First, tracing ancestry or lineage of a person or group identifies who had ancestors in common possibly relationships among groups with common ancestors, which may have separated and sometimes later come back together. They are plausible statistical recreations of the past.  The variations in no way define character, intelligence, ethical values much less racial characteristics. 

I thought a lot about the importance of how we answer these questions   – genetic difference among people and groups cannot be ignored but misuse and misunderstanding to create a sense of cultural moral superiority and exclusion has led too often to tragedy.  

On the other hand, studying Dr. David Reich’s Who We Are and How We Got Here can be a lot of fun.
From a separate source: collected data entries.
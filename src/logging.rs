use tracing_subscriber::EnvFilter;

/// Crate targets that should receive log output.
const CRATE_TARGETS: &[&str] = &["weekday_of"];

/// Initialize tracing based on CLI verbosity level.
///
/// Mapping:
/// - 0 (none) -> warn
/// - 1 (-v)   -> info
/// - 2 (-vv)  -> debug
/// - 3+ (-vvv)-> trace
///
/// `RUST_LOG` env var overrides the CLI flag if set. Logs go to stderr so
/// stdout only carries the prompt and the answer.
pub fn init(verbosity: u8) {
    let filter = EnvFilter::try_from_default_env()
        .unwrap_or_else(|_| EnvFilter::new(default_filter(verbosity)));

    tracing_subscriber::fmt()
        .with_env_filter(filter)
        .with_writer(std::io::stderr)
        .init();
}

fn default_filter(verbosity: u8) -> String {
    let level = match verbosity {
        0 => "warn",
        1 => "info",
        2 => "debug",
        _ => "trace",
    };

    CRATE_TARGETS
        .iter()
        .map(|t| format!("{t}={level}"))
        .collect::<Vec<_>>()
        .join(",")
}
use clap::Parser;

/// Print the day of the week of a calendar date.
#[derive(Parser)]
#[command(
    name = "weekday-of",
    version,
    about = "Print the day of the week of a DD/MM/YYYY date"
)]
pub struct Cli {
    /// Increase verbosity (-v info, -vv debug, -vvv trace).
    #[arg(short, long, action = clap::ArgAction::Count)]
    pub verbose: u8,

    /// Date to look up (DD/MM/YYYY). Prompts on stdin when omitted.
    pub date: Option<String>,
}
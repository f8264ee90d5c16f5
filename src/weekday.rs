use std::{fmt, str::FromStr};

use serde::{Deserialize, Serialize};

/// One of the seven days of the week.
///
/// Each variant carries a fixed code: Sunday is 0 and Saturday is 6.
#[derive(Debug, Clone, Copy, PartialEq, Eq, Hash, Serialize, Deserialize)]
#[repr(u8)]
pub enum Weekday {
    Sunday = 0,
    Monday = 1,
    Tuesday = 2,
    Wednesday = 3,
    Thursday = 4,
    Friday = 5,
    Saturday = 6,
}

/// Error type for weekday construction.
#[derive(Debug, Clone, PartialEq, Eq, thiserror::Error)]
pub enum WeekdayError {
    /// Code outside `0..=6`.
    #[error("Invalid weekday code: {0} (must be 0-6)")]
    InvalidWeekdayCode(i64),

    /// Not the English name of a weekday.
    #[error("Invalid weekday name: {0}")]
    InvalidWeekdayName(String),
}

impl Weekday {
    /// All weekdays in code order, Sunday first.
    pub const ALL: [Self; 7] = [
        Self::Sunday,
        Self::Monday,
        Self::Tuesday,
        Self::Wednesday,
        Self::Thursday,
        Self::Friday,
        Self::Saturday,
    ];

    /// Creates a weekday from its code (0 = Sunday ... 6 = Saturday)
    ///
    /// # Errors
    /// Returns `WeekdayError::InvalidWeekdayCode` if the code is outside `0..=6`.
    pub fn from_code(code: i64) -> Result<Self, WeekdayError> {
        usize::try_from(code)
            .ok()
            .and_then(|idx| Self::ALL.get(idx).copied())
            .ok_or(WeekdayError::InvalidWeekdayCode(code))
    }

    /// Returns the weekday code (0 = Sunday ... 6 = Saturday)
    #[inline]
    pub const fn code(self) -> u8 {
        self as u8
    }

    /// Returns the capitalized English name
    pub const fn name(self) -> &'static str {
        match self {
            Self::Sunday => "Sunday",
            Self::Monday => "Monday",
            Self::Tuesday => "Tuesday",
            Self::Wednesday => "Wednesday",
            Self::Thursday => "Thursday",
            Self::Friday => "Friday",
            Self::Saturday => "Saturday",
        }
    }
}

impl fmt::Display for Weekday {
    fn fmt(&self, f: &mut fmt::Formatter<'_>) -> fmt::Result {
        f.write_str(self.name())
    }
}

impl TryFrom<i64> for Weekday {
    type Error = WeekdayError;

    fn try_from(value: i64) -> Result<Self, Self::Error> {
        Self::from_code(value)
    }
}

impl From<Weekday> for u8 {
    fn from(weekday: Weekday) -> Self {
        weekday.code()
    }
}

impl FromStr for Weekday {
    type Err = WeekdayError;

    /// Parses an English weekday name, ignoring case and surrounding whitespace.
    fn from_str(s: &str) -> Result<Self, Self::Err> {
        let trimmed = s.trim();
        Self::ALL
            .into_iter()
            .find(|day| day.name().eq_ignore_ascii_case(trimmed))
            .ok_or_else(|| WeekdayError::InvalidWeekdayName(s.to_owned()))
    }
}

/// Converts a weekday to its capitalized English name.
pub fn weekday_to_string(weekday: Weekday) -> String {
    weekday.name().to_owned()
}

#[cfg(test)]
mod tests {
    use super::*;

    #[test]
    fn test_from_code_valid() {
        let expected = [
            (0, Weekday::Sunday),
            (1, Weekday::Monday),
            (2, Weekday::Tuesday),
            (3, Weekday::Wednesday),
            (4, Weekday::Thursday),
            (5, Weekday::Friday),
            (6, Weekday::Saturday),
        ];
        for (code, weekday) in expected {
            assert_eq!(Weekday::from_code(code), Ok(weekday));
            assert_eq!(i64::from(weekday.code()), code);
        }
    }

    #[test]
    fn test_from_code_invalid() {
        for code in [-1, 7, 8, 100, i64::MIN, i64::MAX] {
            assert_eq!(
                Weekday::from_code(code),
                Err(WeekdayError::InvalidWeekdayCode(code)),
                "code {code} should be rejected"
            );
        }
    }

    #[test]
    fn test_codes_are_contiguous() {
        for (idx, day) in Weekday::ALL.iter().enumerate() {
            assert_eq!(usize::from(day.code()), idx);
        }
    }

    #[test]
    fn test_weekday_to_string() {
        let names = [
            "Sunday",
            "Monday",
            "Tuesday",
            "Wednesday",
            "Thursday",
            "Friday",
            "Saturday",
        ];
        for (code, name) in (0..).zip(names) {
            let weekday = Weekday::from_code(code).unwrap();
            assert_eq!(weekday_to_string(weekday), name);
            assert_eq!(weekday.to_string(), name);
        }
    }

    #[test]
    fn test_from_str() {
        assert_eq!("Sunday".parse::<Weekday>(), Ok(Weekday::Sunday));
        assert_eq!("friday".parse::<Weekday>(), Ok(Weekday::Friday));
        assert_eq!(" WEDNESDAY ".parse::<Weekday>(), Ok(Weekday::Wednesday));
        assert!(matches!(
            "Funday".parse::<Weekday>(),
            Err(WeekdayError::InvalidWeekdayName(_))
        ));
        assert!("".parse::<Weekday>().is_err());
    }

    #[test]
    fn test_try_from_and_into() {
        let weekday: Weekday = 4.try_into().unwrap();
        assert_eq!(weekday, Weekday::Thursday);
        let code: u8 = weekday.into();
        assert_eq!(code, 4);
    }

    #[test]
    fn test_serde_by_name() {
        let json = serde_json::to_string(&Weekday::Saturday).unwrap();
        assert_eq!(json, r#""Saturday""#);
        let parsed: Weekday = serde_json::from_str(&json).unwrap();
        assert_eq!(parsed, Weekday::Saturday);

        let result: Result<Weekday, _> = serde_json::from_str(r#""Caturday""#);
        assert!(result.is_err());
    }

    #[test]
    fn test_error_display() {
        assert_eq!(
            WeekdayError::InvalidWeekdayCode(9).to_string(),
            "Invalid weekday code: 9 (must be 0-6)"
        );
    }
}
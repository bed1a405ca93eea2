// ==========================================
// 查找表文本导入 - 命令行入口
// ==========================================
// 用法: lookup-text-import <job.json>
// 环境变量:
// - LOOKUP_IMPORT_DB: SQLite 数据库（配置来源 + 后端存储），缺省使用内置默认配置
// - LOOKUP_IMPORT_LOG_FORMAT=json: JSON 日志
// ==========================================

use anyhow::Context;
use lookup_text_import::{
    logging, ConfigManager, DefaultImportConfig, LookupExchangeRepository,
    LookupTextImportRequest, LookupTextImportSummary, LookupTextImporter, StdConsole,
};
use std::process::ExitCode;
use std::sync::Arc;

#[tokio::main]
async fn main() -> ExitCode {
    if std::env::var("LOOKUP_IMPORT_LOG_FORMAT").is_ok_and(|f| f.eq_ignore_ascii_case("json")) {
        logging::init_json();
    } else {
        logging::init();
    }

    let Some(job_path) = std::env::args().nth(1) else {
        eprintln!("用法: lookup-text-import <job.json>");
        return ExitCode::from(2);
    };

    tracing::info!(version = lookup_text_import::VERSION, job = %job_path, "查找表文本导入启动");

    match run(&job_path).await {
        Ok(summary) => {
            println!(
                "完成: {} 个源文件，{} 个导出单元，{} 条",
                summary.reports.len(),
                summary.total_slices(),
                summary.total_values()
            );
            ExitCode::SUCCESS
        }
        Err(e) => {
            tracing::error!(error = %e, "查找表文本导入失败");
            eprintln!("导入失败: {:#}", e);
            ExitCode::FAILURE
        }
    }
}

async fn run(job_path: &str) -> anyhow::Result<LookupTextImportSummary> {
    let job = tokio::fs::read_to_string(job_path)
        .await
        .with_context(|| format!("无法读取任务文件: {}", job_path))?;
    let request: LookupTextImportRequest =
        serde_json::from_str(&job).with_context(|| format!("任务文件格式错误: {}", job_path))?;

    let console = Arc::new(StdConsole);
    let summary = match std::env::var("LOOKUP_IMPORT_DB") {
        Ok(db_path) => {
            let repo = Arc::new(LookupExchangeRepository::new(&db_path)?);
            let config = ConfigManager::from_connection(repo.connection())?;
            LookupTextImporter::new(config, console)
                .with_backend(repo)
                .import(&request)
                .await?
        }
        Err(_) => {
            LookupTextImporter::new(DefaultImportConfig::default(), console)
                .import(&request)
                .await?
        }
    };
    Ok(summary)
}
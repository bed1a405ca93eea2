// ==========================================
// 查找表文本导入 - 映射定义
// ==========================================
// 职责: 映射 JSON 的纯数据结构（无行为）
// 约束: 加载一次，之后只读
// ==========================================

use crate::domain::types::ValueType;
use serde::{Deserialize, Serialize};

// ==========================================
// ValueMap - 单个字段的位置与类型
// ==========================================
// start: 定长模式下为字符偏移，制表符模式下为列序号（均从 0 开始）
// length: 定长模式必填且非零
#[derive(Debug, Clone, PartialEq, Eq, Default, Serialize, Deserialize)]
#[serde(rename_all = "camelCase", default)]
pub struct ValueMap {
    #[serde(alias = "Name", skip_serializing_if = "Option::is_none")]
    pub name: Option<String>,
    #[serde(alias = "ValueType")]
    pub value_type: ValueType,
    #[serde(alias = "Start")]
    pub start: usize,
    #[serde(alias = "Length", skip_serializing_if = "Option::is_none")]
    pub length: Option<usize>,
    #[serde(alias = "DecimalPlaces")]
    pub decimal_places: u32,
}

impl ValueMap {
    pub fn text(start: usize, length: Option<usize>) -> Self {
        Self {
            start,
            length,
            ..Self::default()
        }
    }

    pub fn typed(value_type: ValueType, start: usize, length: Option<usize>) -> Self {
        Self {
            value_type,
            start,
            length,
            ..Self::default()
        }
    }

    pub fn named(mut self, name: &str) -> Self {
        self.name = Some(name.to_string());
        self
    }

    pub fn with_decimal_places(mut self, decimal_places: u32) -> Self {
        self.decimal_places = decimal_places;
        self
    }
}

// ==========================================
// LookupMappingDefinition - 映射文件原样结构
// ==========================================
// key/keys 与 value/values 各自二选一，由加载器校验
#[derive(Debug, Clone, Default, Serialize, Deserialize)]
#[serde(rename_all = "camelCase", default)]
pub struct LookupMappingDefinition {
    #[serde(alias = "Key")]
    pub key: Option<ValueMap>,
    #[serde(alias = "Keys")]
    pub keys: Option<Vec<ValueMap>>,
    #[serde(alias = "RangeValue")]
    pub range_value: Option<ValueMap>,
    #[serde(alias = "Value")]
    pub value: Option<ValueMap>,
    #[serde(alias = "Values")]
    pub values: Option<Vec<ValueMap>>,
}

// ==========================================
// 键映射: 单字段 / 组合键
// ==========================================
#[derive(Debug, Clone, PartialEq, Eq)]
pub enum KeyMapping {
    Scalar(ValueMap),
    Composite(Vec<ValueMap>),
}

// ==========================================
// 值映射: 单字段 / 命名字段对象
// ==========================================
#[derive(Debug, Clone, PartialEq, Eq)]
pub enum ValueMapping {
    Scalar(ValueMap),
    Object(Vec<ValueMap>),
}

/// 校验后的查找表映射
#[derive(Debug, Clone, PartialEq, Eq)]
pub struct LookupMapping {
    pub key: KeyMapping,
    pub range_value: Option<ValueMap>,
    pub value: ValueMapping,
}

impl LookupMapping {
    /// 全部字段定义: 键 → 区间值 → 值
    pub fn fields(&self) -> impl Iterator<Item = &ValueMap> {
        let keys = match &self.key {
            KeyMapping::Scalar(field) => std::slice::from_ref(field),
            KeyMapping::Composite(fields) => fields.as_slice(),
        };
        let values = match &self.value {
            ValueMapping::Scalar(field) => std::slice::from_ref(field),
            ValueMapping::Object(fields) => fields.as_slice(),
        };
        keys.iter().chain(self.range_value.iter()).chain(values.iter())
    }
}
An example that I came across: 

“The Samaritans are a population historically well identified since at least the 4th century BCE and possibly before the Assyrian invasion 722.  They define themselves as the descendants of tribes of Ephraim and Manasseh. A 2004 study comparing  Y-DNA and DNA-mt  concludes that significant similarities exist between paternal lines of Jews and Samaritans, but the maternal lines are different.” Now with the Torah portion today this made perfect sense to me.    Ephraim and Manasseh inherited their Y chromosomes from Joseph that was shared with all the brothers but their mitochondrial DNA from their mother, the Egyptian Asenath rather than the sisters Leah and Rachael. So they had a different maternal ancestor not shared with the other tribes. How could the results be otherwise?

“All the myths we create, all the symbolism and stories we make are always rooted in something real— fragments of the past,” Kristin Armstrong-Oma professor of archaeology at the Museum of Archaeology, University of Stavanger, Norway.

And one day the bones of Joseph may be found and who can say what will be discovered?